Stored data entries

..........

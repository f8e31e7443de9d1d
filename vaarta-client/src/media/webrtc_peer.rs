use crate::media::{LocalTrack, MediaEvent, MediaEventSink, MediaPeer, MediaPeerFactory};
use anyhow::{Context, Result};
use async_trait::async_trait;
use std::sync::Arc;
use std::sync::atomic::{AtomicBool, Ordering};
use tokio::sync::{Mutex, RwLock};
use tracing::{debug, info, warn};
use vaarta_core::{IceCandidate, IceServerConfig, SdpType, SessionDescription};
use webrtc::api::{API, APIBuilder};
use webrtc::api::interceptor_registry::register_default_interceptors;
use webrtc::api::media_engine::MediaEngine;
use webrtc::ice_transport::ice_candidate::{RTCIceCandidate, RTCIceCandidateInit};
use webrtc::ice_transport::ice_server::RTCIceServer;
use webrtc::interceptor::registry::Registry;
use webrtc::peer_connection::RTCPeerConnection;
use webrtc::peer_connection::configuration::RTCConfiguration;
use webrtc::peer_connection::peer_connection_state::RTCPeerConnectionState;
use webrtc::peer_connection::sdp::session_description::RTCSessionDescription;
use webrtc::peer_connection::signaling_state::RTCSignalingState;
use webrtc::rtp_transceiver::rtp_receiver::RTCRtpReceiver;
use webrtc::rtp_transceiver::RTCRtpTransceiver;
use webrtc::track::track_remote::TrackRemote;

/// [`MediaPeer`] backed by a webrtc-rs `RTCPeerConnection`.
///
/// webrtc-rs cannot roll back a local offer, so a withdrawn offer is handled
/// here: a connection that never completed a negotiation is replaced by a
/// fresh one, and a live connection settles the offer against the remote's
/// current description.
pub struct WebrtcMediaPeer {
    api: API,
    config: RTCConfiguration,
    events: MediaEventSink,
    connection: RwLock<Connection>,
    tracks: Mutex<Vec<LocalTrack>>,
}

/// One underlying peer connection. Its handlers go quiet once `live` is
/// cleared.
struct Connection {
    peer_connection: Arc<RTCPeerConnection>,
    live: Arc<AtomicBool>,
}

impl Connection {
    fn retire(&self) {
        self.live.store(false, Ordering::SeqCst);
    }
}

impl WebrtcMediaPeer {
    pub async fn new(ice_servers: &[IceServerConfig], events: MediaEventSink) -> Result<Self> {
        let mut m = MediaEngine::default();
        m.register_default_codecs()?;
        let registry = register_default_interceptors(Registry::new(), &mut m)?;

        let api = APIBuilder::new()
            .with_media_engine(m)
            .with_interceptor_registry(registry)
            .build();

        let config = RTCConfiguration {
            ice_servers: ice_servers
                .iter()
                .map(|s| RTCIceServer {
                    urls: s.urls.clone(),
                    username: s.username.clone().unwrap_or_default(),
                    credential: s.credential.clone().unwrap_or_default(),
                })
                .collect(),
            ..Default::default()
        };

        let connection = open_connection(&api, config.clone(), &events).await?;

        Ok(Self {
            api,
            config,
            events,
            connection: RwLock::new(connection),
            tracks: Mutex::new(Vec::new()),
        })
    }

    /// The connection currently carrying the session. A withdrawn initial
    /// offer replaces it.
    pub async fn peer_connection(&self) -> Arc<RTCPeerConnection> {
        Arc::clone(&self.connection.read().await.peer_connection)
    }

    /// Swaps in a fresh connection with the same configuration and local
    /// tracks, closing the old one without reporting it as lost.
    async fn replace_connection(&self) -> Result<()> {
        let fresh = open_connection(&self.api, self.config.clone(), &self.events).await?;
        for track in self.tracks.lock().await.iter() {
            fresh
                .peer_connection
                .add_track(Arc::clone(track))
                .await
                .context("Failed to re-add track")?;
        }

        let old = {
            let mut connection = self.connection.write().await;
            std::mem::replace(&mut *connection, fresh)
        };
        old.retire();
        if let Err(e) = old.peer_connection.close().await {
            warn!("Failed to close replaced peer connection: {:?}", e);
        }
        Ok(())
    }
}

async fn open_connection(
    api: &API,
    config: RTCConfiguration,
    events: &MediaEventSink,
) -> Result<Connection> {
    let peer_connection = Arc::new(
        api.new_peer_connection(config)
            .await
            .context("Failed to create peer connection")?,
    );
    let live = Arc::new(AtomicBool::new(true));
    let remote = events.remote_id();

    let (state_events, state_live) = (events.clone(), Arc::clone(&live));
    peer_connection.on_peer_connection_state_change(Box::new(
        move |s: RTCPeerConnectionState| {
            let events = state_events.clone();
            let live = Arc::clone(&state_live);
            Box::pin(async move {
                if !live.load(Ordering::SeqCst) {
                    return;
                }
                info!("Peer connection with {} is {:?}", remote, s);
                if matches!(
                    s,
                    RTCPeerConnectionState::Failed | RTCPeerConnectionState::Closed
                ) {
                    events.emit(MediaEvent::ConnectionLost);
                }
            })
        },
    ));

    let (ice_events, ice_live) = (events.clone(), Arc::clone(&live));
    peer_connection.on_ice_candidate(Box::new(move |c: Option<RTCIceCandidate>| {
        let events = ice_events.clone();
        let live = Arc::clone(&ice_live);
        Box::pin(async move {
            let Some(candidate) = c else { return };
            if !live.load(Ordering::SeqCst) {
                return;
            }
            let Ok(init) = candidate.to_json() else {
                return;
            };
            events.emit(MediaEvent::LocalCandidate(IceCandidate {
                candidate: init.candidate,
                sdp_mid: init.sdp_mid,
                sdp_m_line_index: init.sdp_mline_index,
            }));
        })
    }));

    let (nego_events, nego_live) = (events.clone(), Arc::clone(&live));
    peer_connection.on_negotiation_needed(Box::new(move || {
        let events = nego_events.clone();
        let live = Arc::clone(&nego_live);
        Box::pin(async move {
            if !live.load(Ordering::SeqCst) {
                return;
            }
            debug!("Negotiation needed with {}", remote);
            events.emit(MediaEvent::NegotiationNeeded);
        })
    }));

    let (track_events, track_live) = (events.clone(), Arc::clone(&live));
    peer_connection.on_track(Box::new(
        move |track: Arc<TrackRemote>,
              _receiver: Arc<RTCRtpReceiver>,
              _transceiver: Arc<RTCRtpTransceiver>| {
            let events = track_events.clone();
            let live = Arc::clone(&track_live);
            Box::pin(async move {
                if !live.load(Ordering::SeqCst) {
                    return;
                }
                events.emit(MediaEvent::TrackReceived {
                    track_id: track.id(),
                    stream_id: track.stream_id(),
                });
            })
        },
    ));

    Ok(Connection {
        peer_connection,
        live,
    })
}

fn to_rtc(description: &SessionDescription) -> Result<RTCSessionDescription> {
    let desc = match description.sdp_type {
        SdpType::Offer => RTCSessionDescription::offer(description.sdp.clone())?,
        SdpType::Answer => RTCSessionDescription::answer(description.sdp.clone())?,
    };
    Ok(desc)
}

#[async_trait]
impl MediaPeer for WebrtcMediaPeer {
    async fn create_offer(&self) -> Result<SessionDescription> {
        let pc = self.peer_connection().await;
        let offer = pc.create_offer(None).await?;
        pc.set_local_description(offer.clone()).await?;
        Ok(SessionDescription::offer(offer.sdp))
    }

    async fn create_answer(&self, remote: &SessionDescription) -> Result<SessionDescription> {
        let pc = self.peer_connection().await;
        pc.set_remote_description(to_rtc(remote)?)
            .await
            .context("Failed to apply remote offer")?;

        let answer = pc.create_answer(None).await?;
        pc.set_local_description(answer.clone()).await?;
        Ok(SessionDescription::answer(answer.sdp))
    }

    async fn set_remote_description(&self, description: &SessionDescription) -> Result<()> {
        self.peer_connection()
            .await
            .set_remote_description(to_rtc(description)?)
            .await
            .context("Failed to apply remote description")?;
        Ok(())
    }

    async fn add_ice_candidate(&self, candidate: &IceCandidate) -> Result<()> {
        let init = RTCIceCandidateInit {
            candidate: candidate.candidate.clone(),
            sdp_mid: candidate.sdp_mid.clone(),
            sdp_mline_index: candidate.sdp_m_line_index,
            ..Default::default()
        };
        self.peer_connection().await.add_ice_candidate(init).await?;
        Ok(())
    }

    async fn add_track(&self, track: LocalTrack) -> Result<()> {
        self.peer_connection()
            .await
            .add_track(Arc::clone(&track))
            .await
            .context("Failed to add track")?;
        self.tracks.lock().await.push(track);
        Ok(())
    }

    async fn rollback(&self) -> Result<()> {
        let pc = self.peer_connection().await;
        if pc.signaling_state() != RTCSignalingState::HaveLocalOffer {
            debug!("No pending local offer to withdraw");
            return Ok(());
        }

        match pc.current_remote_description().await {
            None => {
                debug!("Replacing peer connection to withdraw the initial offer");
                self.replace_connection()
                    .await
                    .context("Failed to withdraw initial offer")
            }
            Some(current) => {
                // Settling against the remote's current description leaves
                // the negotiated session as it was before the offer.
                let settle = RTCSessionDescription::answer(current.sdp)?;
                pc.set_remote_description(settle)
                    .await
                    .context("Failed to withdraw renegotiation offer")?;
                Ok(())
            }
        }
    }

    async fn close(&self) -> Result<()> {
        self.peer_connection().await.close().await?;
        Ok(())
    }
}

/// Builds a [`WebrtcMediaPeer`] per remote and attaches the configured local
/// tracks to each.
#[derive(Default, Clone)]
pub struct WebrtcPeerFactory {
    local_tracks: Vec<LocalTrack>,
}

impl WebrtcPeerFactory {
    pub fn new() -> Self {
        Self::default()
    }

    pub fn with_track(mut self, track: LocalTrack) -> Self {
        self.local_tracks.push(track);
        self
    }
}

#[async_trait]
impl MediaPeerFactory for WebrtcPeerFactory {
    async fn create(
        &self,
        ice_servers: &[IceServerConfig],
        events: MediaEventSink,
    ) -> Result<Arc<dyn MediaPeer>> {
        let peer = WebrtcMediaPeer::new(ice_servers, events).await?;
        for track in &self.local_tracks {
            if let Err(e) = peer.add_track(Arc::clone(track)).await {
                warn!("Skipping local track: {:?}", e);
            }
        }
        Ok(Arc::new(peer))
    }
}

..........

## Exercise aim
What lines in the data above carry "RTCIceServer"? Return them all.

## Response for this exercise
use webrtc::ice_transport::ice_server::RTCIceServer;
                .map(|s| RTCIceServer {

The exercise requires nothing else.